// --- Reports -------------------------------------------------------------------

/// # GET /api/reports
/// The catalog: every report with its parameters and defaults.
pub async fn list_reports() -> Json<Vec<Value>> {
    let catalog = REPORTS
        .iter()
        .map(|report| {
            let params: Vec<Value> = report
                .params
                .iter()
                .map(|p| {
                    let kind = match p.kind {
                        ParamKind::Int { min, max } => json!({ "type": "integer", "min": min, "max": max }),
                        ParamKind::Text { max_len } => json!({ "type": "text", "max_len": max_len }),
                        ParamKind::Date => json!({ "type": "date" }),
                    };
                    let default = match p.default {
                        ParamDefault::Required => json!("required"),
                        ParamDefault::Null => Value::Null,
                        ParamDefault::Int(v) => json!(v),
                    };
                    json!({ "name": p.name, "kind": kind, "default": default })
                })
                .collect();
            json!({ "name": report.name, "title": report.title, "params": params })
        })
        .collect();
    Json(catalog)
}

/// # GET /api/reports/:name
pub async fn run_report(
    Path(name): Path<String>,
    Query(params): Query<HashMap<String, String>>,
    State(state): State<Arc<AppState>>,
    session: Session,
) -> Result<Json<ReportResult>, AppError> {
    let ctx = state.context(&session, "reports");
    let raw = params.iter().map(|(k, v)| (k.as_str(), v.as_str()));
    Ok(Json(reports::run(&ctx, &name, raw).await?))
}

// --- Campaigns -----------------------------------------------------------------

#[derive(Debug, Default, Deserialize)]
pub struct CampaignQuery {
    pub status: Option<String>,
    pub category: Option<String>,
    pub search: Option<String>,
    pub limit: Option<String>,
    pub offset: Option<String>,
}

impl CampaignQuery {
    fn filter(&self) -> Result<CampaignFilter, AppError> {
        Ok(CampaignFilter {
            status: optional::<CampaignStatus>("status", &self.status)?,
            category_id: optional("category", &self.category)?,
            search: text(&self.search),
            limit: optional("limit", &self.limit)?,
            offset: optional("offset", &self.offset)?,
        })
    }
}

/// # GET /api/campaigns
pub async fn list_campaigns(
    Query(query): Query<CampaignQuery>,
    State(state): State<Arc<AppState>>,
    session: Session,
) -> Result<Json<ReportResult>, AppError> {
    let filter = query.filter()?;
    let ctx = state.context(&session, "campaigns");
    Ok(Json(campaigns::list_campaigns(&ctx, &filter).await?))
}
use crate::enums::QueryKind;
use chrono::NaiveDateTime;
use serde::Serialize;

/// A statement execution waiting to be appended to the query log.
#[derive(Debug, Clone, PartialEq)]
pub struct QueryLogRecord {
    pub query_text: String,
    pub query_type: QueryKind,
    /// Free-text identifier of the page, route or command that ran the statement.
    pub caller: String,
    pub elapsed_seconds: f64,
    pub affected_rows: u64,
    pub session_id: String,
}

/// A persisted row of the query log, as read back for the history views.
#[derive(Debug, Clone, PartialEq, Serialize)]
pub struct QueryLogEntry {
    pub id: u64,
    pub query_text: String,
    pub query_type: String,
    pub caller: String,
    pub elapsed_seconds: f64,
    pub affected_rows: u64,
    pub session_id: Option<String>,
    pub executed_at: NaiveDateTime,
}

--

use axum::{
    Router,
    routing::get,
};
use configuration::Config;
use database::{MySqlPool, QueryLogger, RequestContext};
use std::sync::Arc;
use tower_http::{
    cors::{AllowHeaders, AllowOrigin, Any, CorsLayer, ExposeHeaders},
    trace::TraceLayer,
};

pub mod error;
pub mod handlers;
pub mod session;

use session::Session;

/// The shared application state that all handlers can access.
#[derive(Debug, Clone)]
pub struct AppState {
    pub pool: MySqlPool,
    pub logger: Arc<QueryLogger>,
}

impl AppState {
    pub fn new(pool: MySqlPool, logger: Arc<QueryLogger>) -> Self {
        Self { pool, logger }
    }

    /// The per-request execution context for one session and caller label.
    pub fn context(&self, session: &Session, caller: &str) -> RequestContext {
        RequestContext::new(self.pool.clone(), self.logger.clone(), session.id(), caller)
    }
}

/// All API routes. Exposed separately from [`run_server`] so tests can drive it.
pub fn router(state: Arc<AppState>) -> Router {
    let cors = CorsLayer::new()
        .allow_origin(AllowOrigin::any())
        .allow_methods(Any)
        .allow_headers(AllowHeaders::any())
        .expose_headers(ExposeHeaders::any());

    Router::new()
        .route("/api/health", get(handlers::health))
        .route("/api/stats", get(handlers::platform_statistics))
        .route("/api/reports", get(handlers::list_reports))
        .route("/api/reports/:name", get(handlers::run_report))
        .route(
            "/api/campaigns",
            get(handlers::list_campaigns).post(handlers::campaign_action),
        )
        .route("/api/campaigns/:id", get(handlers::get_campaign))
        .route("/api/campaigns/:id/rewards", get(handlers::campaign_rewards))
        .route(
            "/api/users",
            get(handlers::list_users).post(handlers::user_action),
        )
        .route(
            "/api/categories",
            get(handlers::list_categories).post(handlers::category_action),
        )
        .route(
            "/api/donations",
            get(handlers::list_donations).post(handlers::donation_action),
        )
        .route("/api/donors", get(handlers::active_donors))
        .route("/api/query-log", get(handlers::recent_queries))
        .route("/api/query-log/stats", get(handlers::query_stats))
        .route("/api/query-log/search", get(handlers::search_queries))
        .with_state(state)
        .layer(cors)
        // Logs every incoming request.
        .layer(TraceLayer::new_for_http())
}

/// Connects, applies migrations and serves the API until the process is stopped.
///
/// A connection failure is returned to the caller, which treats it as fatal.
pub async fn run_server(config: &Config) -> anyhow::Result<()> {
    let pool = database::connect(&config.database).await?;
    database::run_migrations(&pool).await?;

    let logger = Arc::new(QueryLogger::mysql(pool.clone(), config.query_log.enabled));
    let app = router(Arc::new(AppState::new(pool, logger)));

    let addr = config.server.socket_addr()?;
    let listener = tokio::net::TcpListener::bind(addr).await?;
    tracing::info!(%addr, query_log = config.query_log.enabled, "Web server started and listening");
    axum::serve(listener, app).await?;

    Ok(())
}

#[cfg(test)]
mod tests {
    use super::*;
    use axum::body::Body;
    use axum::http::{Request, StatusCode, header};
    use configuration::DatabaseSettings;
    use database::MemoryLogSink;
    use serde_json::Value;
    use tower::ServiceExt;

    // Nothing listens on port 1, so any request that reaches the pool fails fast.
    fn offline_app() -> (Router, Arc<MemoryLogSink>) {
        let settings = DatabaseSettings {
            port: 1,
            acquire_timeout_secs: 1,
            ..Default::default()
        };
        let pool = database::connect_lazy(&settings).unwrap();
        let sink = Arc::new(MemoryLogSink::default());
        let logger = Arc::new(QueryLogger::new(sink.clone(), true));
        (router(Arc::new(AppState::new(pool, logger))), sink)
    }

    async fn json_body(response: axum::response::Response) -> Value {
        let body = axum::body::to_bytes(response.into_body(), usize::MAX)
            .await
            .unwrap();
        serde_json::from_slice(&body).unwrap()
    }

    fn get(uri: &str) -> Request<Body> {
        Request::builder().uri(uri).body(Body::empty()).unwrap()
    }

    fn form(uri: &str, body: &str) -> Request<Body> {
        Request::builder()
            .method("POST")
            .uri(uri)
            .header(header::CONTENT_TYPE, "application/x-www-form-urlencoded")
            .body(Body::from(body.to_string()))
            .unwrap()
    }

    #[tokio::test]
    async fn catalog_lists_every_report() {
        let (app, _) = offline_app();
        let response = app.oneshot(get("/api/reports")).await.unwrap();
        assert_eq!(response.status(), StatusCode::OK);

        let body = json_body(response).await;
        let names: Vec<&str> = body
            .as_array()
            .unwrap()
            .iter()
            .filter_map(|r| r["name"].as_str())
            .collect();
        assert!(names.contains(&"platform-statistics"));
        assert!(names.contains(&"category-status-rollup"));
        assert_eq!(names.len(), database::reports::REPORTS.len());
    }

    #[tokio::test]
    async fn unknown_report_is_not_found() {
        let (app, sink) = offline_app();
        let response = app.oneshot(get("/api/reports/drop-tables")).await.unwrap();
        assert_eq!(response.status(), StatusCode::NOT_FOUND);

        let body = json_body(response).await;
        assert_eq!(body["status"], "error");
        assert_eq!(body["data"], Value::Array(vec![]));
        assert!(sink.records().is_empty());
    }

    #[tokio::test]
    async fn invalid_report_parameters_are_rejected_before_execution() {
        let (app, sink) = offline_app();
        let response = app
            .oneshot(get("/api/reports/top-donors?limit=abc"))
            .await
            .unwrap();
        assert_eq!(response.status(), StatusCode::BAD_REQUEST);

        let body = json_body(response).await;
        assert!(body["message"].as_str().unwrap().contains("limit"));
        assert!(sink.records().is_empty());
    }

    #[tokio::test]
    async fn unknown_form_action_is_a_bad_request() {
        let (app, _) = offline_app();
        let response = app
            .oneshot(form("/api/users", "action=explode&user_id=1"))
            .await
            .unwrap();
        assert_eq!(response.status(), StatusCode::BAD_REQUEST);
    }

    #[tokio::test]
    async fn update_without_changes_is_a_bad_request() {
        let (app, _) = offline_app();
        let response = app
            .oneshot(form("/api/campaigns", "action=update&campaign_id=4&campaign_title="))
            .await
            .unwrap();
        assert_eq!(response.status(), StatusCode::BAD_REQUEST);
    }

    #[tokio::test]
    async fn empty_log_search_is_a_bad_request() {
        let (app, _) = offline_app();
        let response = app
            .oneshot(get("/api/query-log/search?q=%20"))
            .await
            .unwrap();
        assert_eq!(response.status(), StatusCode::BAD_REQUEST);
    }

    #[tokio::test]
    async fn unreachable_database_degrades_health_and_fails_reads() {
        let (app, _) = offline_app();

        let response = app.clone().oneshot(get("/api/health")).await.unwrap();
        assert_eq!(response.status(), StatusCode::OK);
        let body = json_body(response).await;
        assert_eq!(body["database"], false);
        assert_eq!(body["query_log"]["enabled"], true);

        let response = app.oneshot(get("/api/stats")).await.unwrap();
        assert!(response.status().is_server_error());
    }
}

--

Exercise objective: Would you please copy each line of the listing that contains the word "builder"?

Task answer:
        Request::builder().uri(uri).body(Body::empty()).unwrap()
        Request::builder()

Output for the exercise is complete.